* MATERIAL PROVIDED:

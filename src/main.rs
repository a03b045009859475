mod app;
mod auth;
mod config;
mod db;
mod error;
#[cfg(test)]
mod memory;
mod movies;
mod state;
mod validation;

use crate::{config::AppConfig, state::AppState};

#[tokio::main]
async fn main() -> anyhow::Result<()> {
    dotenvy::dotenv().ok();

    let env_filter = std::env::var("RUST_LOG")
        .unwrap_or_else(|_| "movie_catalog=debug,axum=info,tower_http=info".to_string());
    let json_logs = std::env::var("LOG_FORMAT")
        .map(|v| v == "json")
        .unwrap_or(false);

    if json_logs {
        tracing_subscriber::fmt()
            .with_env_filter(env_filter)
            .with_target(false)
            .json()
            .init();
    } else {
        tracing_subscriber::fmt().with_env_filter(env_filter).init();
    }

    let config = AppConfig::from_env()?;
    tracing::info!(
        environment = ?config.environment,
        movies_write_requires_auth = config.movies_write_requires_auth,
        cors_origins = config.cors_allowed_origins.len(),
        "starting movie catalog"
    );

    let app_state = AppState::init(config).await?;
    let config = app_state.config.clone();
    let app = app::build_app(app_state);
    app::serve(app, &config).await
}
mod claims;
pub mod dto;
pub mod handlers;
pub mod jwt;
pub mod middleware;
pub mod password;
pub mod repo;
pub mod repo_types;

* AIM OF THE EXERCISE:
Search the records for the word "init" and copy out every line that holds it.

* EXERCISE RESPONSE:
            .init();
        tracing_subscriber::fmt().with_env_filter(env_filter).init();
    let app_state = AppState::init(config).await?;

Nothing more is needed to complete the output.